第173回 FJセミ「化粧品の安全性をどのように担保〜」(2017.11.22)

第173回 FJセミナー
化粧品の安全性をどのように担保していくのか


 化粧品は第一に安全であることが求められています。その安全性を担保するため医薬品や食品同様に、過去には動物実験が行われてきました。しかし、化粧品の原料、製品に対する動物実験廃止の動きは世界的に広がり、実質日本でも動物実験の3Rから廃止に向けた動きが加速しています。業界もこの方向で動いており、安全性に関する動物実験代替試験法の確立が急がれています。しかし、まだすべての代替法が実用化されてないため、新たな製品開発のための安全対策についての課題を抱えている企業も多いと思います。
 今回のFJセミナーは、“化粧品の安全性をどのように担保していくのか”をテーマに講師の先生方にお話しいただきます。
 今年はちょうど日本動物実験代替法学会第30回大会が東京で行われますので、この時期に合わせて開催を予定します。併せてご聴講いただければ幸いです。


1)中小化粧品受託製造企業における安全性保証の課題

【13:30〜14:30】日東電化工業 ヘルスケア事業部 常務取締役 茂田正和


 市場ニーズの細分化により、中小企業が製造する化粧品の市場規模は年々大きくなっている。
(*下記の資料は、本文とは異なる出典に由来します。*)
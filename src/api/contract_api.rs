// ==========================================
// 合同录入引擎 - 合同录入 API
// ==========================================
// 职责:
// 1. 加载参考目录并开启向导会话（空白 / 模板 / 已有草稿）
// 2. 保存会话草稿（委托 PersistenceCoordinator）
// 3. 回读已保存合同
// ==========================================

use std::sync::{Arc, Mutex};

use rusqlite::Connection;
use serde::Serialize;

use crate::api::error::{ApiError, ApiResult};
use crate::config::{ConfigManager, EngineConfig};
use crate::domain::catalog::EconomicTermCatalog;
use crate::domain::contract::ContractDraft;
use crate::domain::records::ContractDetail;
use crate::domain::template::ContractTemplate;
use crate::domain::types::SectionId;
use crate::engine::catalog_loader::{load_catalog, CatalogSource};
use crate::engine::draft_session::DraftSession;
use crate::engine::persistence_coordinator::{CommitReceipt, PersistenceCoordinator};
use crate::engine::section_wizard::SectionStatus;
use crate::i18n::{section_label, t_with_args};
use crate::repository::{CatalogRepository, ContractRepository};

/// 章节概览（展示用）
#[derive(Debug, Clone, PartialEq, Serialize)]
pub struct SectionOverview {
    pub section: SectionId,
    pub label: String,
    pub status: SectionStatus,
    pub is_current: bool,
}

// ==========================================
// ContractApi
// ==========================================
pub struct ContractApi {
    catalog_repo: Arc<CatalogRepository>,
    contract_repo: Arc<ContractRepository>,
    config_manager: Arc<ConfigManager>,
}

impl ContractApi {
    pub fn new(
        catalog_repo: Arc<CatalogRepository>,
        contract_repo: Arc<ContractRepository>,
        config_manager: Arc<ConfigManager>,
    ) -> Self {
        Self {
            catalog_repo,
            contract_repo,
            config_manager,
        }
    }

    /// 打开数据库（幂等建表）并组装各仓储，共享同一连接
    pub fn open(db_path: &str) -> ApiResult<Self> {
        let conn = crate::db::open_sqlite_connection(db_path)
            .map_err(|e| ApiError::DatabaseConnectionError(format!("{}: {}", db_path, e)))?;
        crate::db::init_schema(&conn).map_err(|e| ApiError::DatabaseError(e.to_string()))?;
        Self::from_connection(Arc::new(Mutex::new(conn)))
    }

    /// 从已有连接组装（合同编号前缀取自配置）
    pub fn from_connection(conn: Arc<Mutex<Connection>>) -> ApiResult<Self> {
        let config_manager =
            ConfigManager::from_connection(conn.clone()).map_err(|e| ApiError::ConfigError(e.to_string()))?;
        let config = config_manager
            .load_engine_config()
            .map_err(|e| ApiError::ConfigError(e.to_string()))?;

        let contract_repo =
            ContractRepository::from_connection(conn.clone()).with_numbering(config.numbering);

        Ok(Self::new(
            Arc::new(CatalogRepository::from_connection(conn)),
            Arc::new(contract_repo),
            Arc::new(config_manager),
        ))
    }

    pub fn engine_config(&self) -> ApiResult<EngineConfig> {
        self.config_manager
            .load_engine_config()
            .map_err(|e| ApiError::ConfigError(e.to_string()))
    }

    pub fn config_manager(&self) -> &ConfigManager {
        &self.config_manager
    }

    // ==========================================
    // 会话
    // ==========================================

    /// 加载完整参考目录
    pub async fn load_catalog(&self) -> ApiResult<Arc<EconomicTermCatalog>> {
        let catalog = load_catalog(self.catalog_repo.as_ref()).await?;
        Ok(Arc::new(catalog))
    }

    /// 开启空白会话
    pub async fn open_session(&self) -> ApiResult<DraftSession> {
        let catalog = self.load_catalog().await?;
        Ok(DraftSession::new(catalog, self.engine_config()?))
    }

    /// 由模板开启会话
    pub async fn open_session_from_template(&self, template_id: &str) -> ApiResult<DraftSession> {
        if template_id.trim().is_empty() {
            return Err(ApiError::InvalidInput("模板ID不能为空".to_string()));
        }

        let bundle = self
            .catalog_repo
            .template_bundle(template_id)
            .await?
            .ok_or_else(|| ApiError::NotFound(format!("合同模板(id={})", template_id)))?;
        let catalog = self.load_catalog().await?;

        Ok(DraftSession::from_template(catalog, self.engine_config()?, &bundle))
    }

    /// 以外部载入的草稿开启会话
    pub async fn open_session_with_draft(&self, draft: ContractDraft) -> ApiResult<DraftSession> {
        let catalog = self.load_catalog().await?;
        Ok(DraftSession::with_draft(catalog, self.engine_config()?, draft))
    }

    pub fn list_templates(&self) -> ApiResult<Vec<ContractTemplate>> {
        Ok(self.catalog_repo.list_templates()?)
    }

    /// 章节概览
    pub fn section_overview(&self, session: &DraftSession) -> Vec<SectionOverview> {
        let current = session.current_section();
        session
            .section_statuses()
            .into_iter()
            .map(|(section, status)| SectionOverview {
                section,
                label: section_label(section),
                status,
                is_current: section == current,
            })
            .collect()
    }

    // ==========================================
    // 保存与回读
    // ==========================================

    /// 保存会话草稿
    ///
    /// # 错误
    /// - `ApiError::ValidationError`: 保存门控未满足（零写入）
    /// - `ApiError::SaveFailed`: 写入失败，附失败步骤
    pub fn save(&self, session: &DraftSession) -> ApiResult<CommitReceipt> {
        let coordinator =
            PersistenceCoordinator::new(self.contract_repo.clone(), session.config().commit_mode);
        let receipt = coordinator.commit(session.draft(), session.catalog())?;

        tracing::info!(
            "{}",
            t_with_args("notification.contract_saved", &[("number", receipt.contract_number.as_str())])
        );
        Ok(receipt)
    }

    /// 读取已保存合同及全部子记录
    pub fn get_contract(&self, contract_id: &str) -> ApiResult<ContractDetail> {
        if contract_id.trim().is_empty() {
            return Err(ApiError::InvalidInput("合同ID不能为空".to_string()));
        }

        self.contract_repo
            .find_detail(contract_id)?
            .ok_or_else(|| ApiError::NotFound(format!("合同(id={})", contract_id)))
    }
}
しかしながら、予算が限られている中小企業の製品開発の現場では、必ずしも最終製品での安全性評価が行えるわけではない。その中で、原料選定段階での原料単位のリスクの把握、処方設計段階での配合量や組み合わせによるリスクの把握が重要となる。そこで、化粧品の使用による皮膚トラブルの発生機序を踏まえ、安全性にかかわる情報収集のツールや情報の整理の仕方を解説し、最終製品の安全性担保の方法を紹介する。

2)化粧品の安全性保証の過去と未来に関する私見  
【14:40〜16:40】 横浜国立大学大学院 工学研究院 教授 板垣 宏


 近年、動物実験の廃止を宣言する化粧品企業が非常に増加しており、化粧品の安全性保証は、大きな転換点を迎えつつある。そのため企業の安全性や品質保証の担当者には大変なご苦労が推察される。私は、化粧品企業並びに日本化粧品工業連合会において、安全性保証や動物実験代替法開発にかかわる仕事を担当してきた。それらの経験をもとに、化粧品の安全性試験の歴史を振り返りつつ、動物実験を行わない安全性保証(情報による保証、化学構造による安全性予測、動物実験代替法の現状と活用、ヒト試験)の現状と課題、さらには未来の安全性保証に関する私見をお話ししたい。